Do the ends justify the means?  Hell, yeah.

(Thanks, Mike!)

16 thoughts on “Random Thursday: Library, Second Edition

  1. Nigella Lawson’s library was the only one I found inviting. I’ve never read anything of hers but that picture makes me want to run right out and get a book of hers. I love how she keeps a vase of tulips on the floor. No one ever does that but it looks fabulous.

    • I do like her library! It’s the only one resembling my writing space. And if she’s anything like me—and I can’t imagine she is—those flowers are on the floor because she’ll knock them over, otherwise.

      • I’ve read EVERYTHING of Nigella’s, and I loved getting this peek into her library. It’s exactly what I would have imagined: a library of books which are read. The libraries with matched volumes make me deeply suspicious.

  2. I love those home library pictures! GAH! Isn’t it funny how just by looking at them you can tell who are readers and who are doing it as a statement? I wonder if Oprah has another library, a real one, with books that don’t match and aren’t part of a set. The one that surprised me the most was Keith Richards. You could tell that he is a man who love books and who has actually read them. That library was filled with love.

    • I’d like to think that Oprah’s office is more like Ms. Lawson’s—that must be where she keeps all her book club books . . .

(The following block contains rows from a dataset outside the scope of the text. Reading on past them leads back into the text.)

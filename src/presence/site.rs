//! Site aggregate
//!
//! Per-site state: the viewer count and the member map, guarded by one
//! lock so the two can never be observed out of step. Mutations are
//! `pub(super)`; only the hub's sequencer applies them.

use std::collections::HashMap;

use tokio::sync::{mpsc, RwLock};
use tokio_util::sync::CancellationToken;

use crate::protocol::Frame;

/// Handle a site holds for one attached member endpoint
///
/// The site does not own the endpoint. It holds a sender for the
/// endpoint's bounded outbound queue and the token that stops the
/// endpoint's tasks when the membership is retired.
#[derive(Debug, Clone)]
pub struct SiteMember {
    /// Endpoint id, allocated by the server at accept time
    pub endpoint_id: u64,
    /// Display form of the peer address, for logging
    pub peer: String,
    /// Sender half of the endpoint's outbound queue
    pub sender: mpsc::Sender<Frame>,
    /// Cancelled when the endpoint must shut down
    pub cancel: CancellationToken,
}

impl SiteMember {
    /// Create a member handle for an endpoint
    pub fn new(
        endpoint_id: u64,
        peer: impl Into<String>,
        sender: mpsc::Sender<Frame>,
        cancel: CancellationToken,
    ) -> Self {
        Self {
            endpoint_id,
            peer: peer.into(),
            sender,
            cancel,
        }
    }
}

/// Outcome of removing a member from a site
#[derive(Debug, Clone, Copy, PartialEq, Eq)]
pub enum RemoveOutcome {
    /// The endpoint was not a member; nothing changed
    NotMember,
    /// Removed; `remaining` members are still attached
    Removed { remaining: usize },
}

/// A single site's aggregate state
///
/// Sites exist in the hub registry only while they have members; the
/// hub creates one on the first attach and reclaims it when the last
/// member leaves.
pub struct Site {
    key: String,
    state: RwLock<SiteState>,
}

#[derive(Debug, Default)]
struct SiteState {
    /// Viewer count; equals `members.len()` after every mutation
    count: usize,
    /// Attached members by endpoint id
    members: HashMap<u64, SiteMember>,
}

impl Site {
    pub(super) fn new(key: impl Into<String>) -> Self {
        Self {
            key: key.into(),
            state: RwLock::new(SiteState::default()),
        }
    }

    /// The site key
    pub fn key(&self) -> &str {
        &self.key
    }

    /// Current viewer count
    pub async fn viewer_count(&self) -> usize {
        self.state.read().await.count
    }

    /// Whether the site currently has no members
    pub async fn is_empty(&self) -> bool {
        self.state.read().await.members.is_empty()
    }

    /// Add a member and return the new count
    ///
    /// An attach for an endpoint that is already a member replaces its
    /// handle without changing the count.
    pub(super) async fn insert_member(&self, member: SiteMember) -> usize {
        let mut state = self.state.write().await;
        if state.members.insert(member.endpoint_id, member).is_none() {
            state.count += 1;
        }
        state.count
    }

    /// Remove a member, retiring its connection when `retire` is set
    ///
    /// Dropping the handle releases the site's hold on the member's
    /// outbound queue. With `retire` the member's cancel token fires as
    /// well, stopping its writer; without it the endpoint lives on to
    /// join another site.
    pub(super) async fn remove_member(&self, endpoint_id: u64, retire: bool) -> RemoveOutcome {
        let mut state = self.state.write().await;
        match state.members.remove(&endpoint_id) {
            None => RemoveOutcome::NotMember,
            Some(member) => {
                state.count = state.count.saturating_sub(1);
                if retire {
                    member.cancel.cancel();
                }
                RemoveOutcome::Removed {
                    remaining: state.count,
                }
            }
        }
    }

    /// Enqueue a frame onto every member's queue without blocking
    ///
    /// Returns the endpoint ids whose queues were full or gone; the
    /// caller sheds them after the pass.
    pub(super) async fn try_broadcast(&self, frame: &Frame) -> Vec<u64> {
        let state = self.state.read().await;
        let mut shed = Vec::new();
        for (endpoint_id, member) in &state.members {
            if member.sender.try_send(frame.clone()).is_err() {
                shed.push(*endpoint_id);
            }
        }
        shed
    }

    /// Send a shutdown notice to every member and cancel them all
    ///
    /// Members with full queues miss the notice but are still
    /// cancelled. Returns (notified, total).
    pub(super) async fn shutdown_members(&self, notice: &Frame) -> (usize, usize) {
        let state = self.state.read().await;
        let mut notified = 0;
        for member in state.members.values() {
            if member.sender.try_send(notice.clone()).is_ok() {
                notified += 1;
            }
            member.cancel.cancel();
        }
        (notified, state.members.len())
    }
}
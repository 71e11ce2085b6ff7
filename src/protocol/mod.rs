//! Broadcast protocol
//!
//! JSON frames exchanged between viewers and the server. Clients send
//! `join` frames; the server answers with `update` frames carrying the
//! current viewer count and, on teardown, a `shutdown` notice.

pub mod frame;

pub use frame::Frame;
//! livecount server binary
//!
//! Serves the presence hub, the embeddable client script, and a demo
//! page on one address.
//!
//! Run with: cargo run -- [--addr 0.0.0.0:10086] [--assets assets]
//!
//! The `PORT` environment variable overrides the port when `--addr` is
//! left at its default, which is how container platforms hand one out.

use std::net::SocketAddr;
use std::path::PathBuf;

use clap::Parser;
use tracing_subscriber::EnvFilter;

use livecount::server::config::DEFAULT_ADDR;
use livecount::{Error, PresenceServer, ServerConfig};

/// Real-time live viewer counter
#[derive(Debug, Parser)]
#[command(name = "livecount", version, about)]
struct Cli {
    /// Address to listen on
    #[arg(long, default_value = DEFAULT_ADDR)]
    addr: String,

    /// Directory containing demo.html and livecount.js
    #[arg(long, default_value = "assets")]
    assets: PathBuf,
}

#[tokio::main]
async fn main() -> livecount::Result<()> {
    tracing_subscriber::fmt()
        .with_env_filter(
            EnvFilter::try_from_default_env().unwrap_or_else(|_| EnvFilter::new("info")),
        )
        .init();

    let cli = Cli::parse();
    let addr = resolve_addr(&cli.addr)?;

    let config = ServerConfig::default().bind(addr).asset_dir(cli.assets);
    let server = PresenceServer::new(config);

    tracing::info!(version = env!("CARGO_PKG_VERSION"), "Starting livecount");
    server.run_until(shutdown_signal()).await
}

/// Parse the listen address, applying the `PORT` override when the
/// flag was left at its default
fn resolve_addr(addr: &str) -> livecount::Result<SocketAddr> {
    let addr = match std::env::var("PORT") {
        Ok(port) if addr == DEFAULT_ADDR => format!("0.0.0.0:{port}"),
        _ => addr.to_string(),
    };
    addr.parse()
        .map_err(|_| Error::Config(format!("invalid listen address '{addr}'")))
}

/// Resolve on SIGINT or SIGTERM
async fn shutdown_signal() {
    let ctrl_c = async {
        let _ = tokio::signal::ctrl_c().await;
    };

    #[cfg(unix)]
    let terminate = async {
        use tokio::signal::unix::{signal, SignalKind};
        match signal(SignalKind::terminate()) {
            Ok(mut term) => {
                term.recv().await;
            }
            Err(e) => {
                tracing::warn!(error = %e, "Failed to install SIGTERM handler");
                std::future::pending::<()>().await;
            }
        }
    };

    #[cfg(not(unix))]
    let terminate = std::future::pending::<()>();

    tokio::select! {
        _ = ctrl_c => {}
        _ = terminate => {}
    }
}
//! Presence hub for per-site viewer counting
//!
//! The hub maps site keys to site aggregates and funnels every
//! membership transition through a single sequencer task, so attaches
//! and detaches from all connections apply in one total order.
//!
//! # Architecture
//!
//! ```text
//!  endpoints                    PresenceHub
//!  ─────────                 ┌─────────────────────────────┐
//!  attach ──┐                │ sites: RwLock<HashMap<      │
//!  detach ──┼── commands ──► │   String, Arc<Site>>>       │
//!           │   (mpsc)       │                             │
//!           │                │ sequencer task:             │
//!           │                │   mutate one site,          │
//!           │                │   then fan out the count    │
//!           │                └──────────────┬──────────────┘
//!           │                               │ try_send
//!           │                ┌──────────────┼──────────────┐
//!           │                ▼              ▼              ▼
//!           │          [queue ep1]    [queue ep2]    [queue ep3]
//!           │                │              │              │
//!           └─── ack ◄──     ▼              ▼              ▼
//!                        writer 1       writer 2       writer 3
//! ```
//!
//! # Backpressure
//!
//! Fan-out never blocks. Each member owns a small bounded queue; a full
//! queue sheds that member instead of stalling the rest of the site.
//! A shed member leaves through the same removal path as a detach, so
//! the count stays equal to the member set.

pub mod command;
pub mod config;
pub mod hub;
pub mod site;

pub use command::{DetachKind, HubCommand};
pub use config::HubConfig;
pub use hub::PresenceHub;
pub use site::{RemoveOutcome, Site, SiteMember};
//! Viewer connection endpoints
//!
//! Each accepted WebSocket becomes one endpoint running two tasks: a
//! reader that decodes join frames and drives hub membership, and a
//! writer that exclusively owns the socket's send half and drains the
//! endpoint's outbound queue.

pub mod endpoint;
pub mod state;
pub mod writer;

pub use endpoint::serve;
pub use state::{EndpointPhase, EndpointState, JoinAction};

      I wouldn’t have pegged Mr. Richards as a book lover—guess you can’t judge a reader by his stage persona!

  3. Nigella Lawson’s was the best. Just like our own. The cat knocked over the flowers. He is lurking in there some where .

  4. I aspire to have a library like William Randolph Hearst, or Jimmy Stewart, but my reality is more Nigella or Keith Richards. Diane Keaton’s room is ok, but she needs some comfy places to sit and read.
    I can’t imagine actually trying to use a library that was arranged in “rainbow”, and one should NEVER try to organize someone else’s space without their consent and input.
    That library campaign was inspired. If there were more like it, perhaps more people might engage in the political process.

    • Nineteen years of marriage has taught my husband to think before he moves my stuff—which is part of why we’re still married.

      And while I don’t like that people have to be manipulated into taking part in their right to govern themselves, I’m not adverse to giving them wake up calls!

  5. I just saw the white rabbit on Mr Steward’s couch – can’t stop smiling. XD It was one of my favorite childhood films.
    The campaign for the library was incredible. Just thinking of burning books makes me shudder – thank God, many people feel the same.

  6. Also, I have to admit that I sort by books by color. {covers head} This is not intended to be a design statement, though they do look pretty that way. It’s because color is what I remember best, more than title or author, and I’ve never organized my books in any way in all my life and could never be bothered to carefully replace a volume where it should go {covers head again}, so this is what passes for order in my house. And no one else reads them, so . . . so . . . {runs from room}

    • I love you anyway, Averil, no matter what crimes you commit.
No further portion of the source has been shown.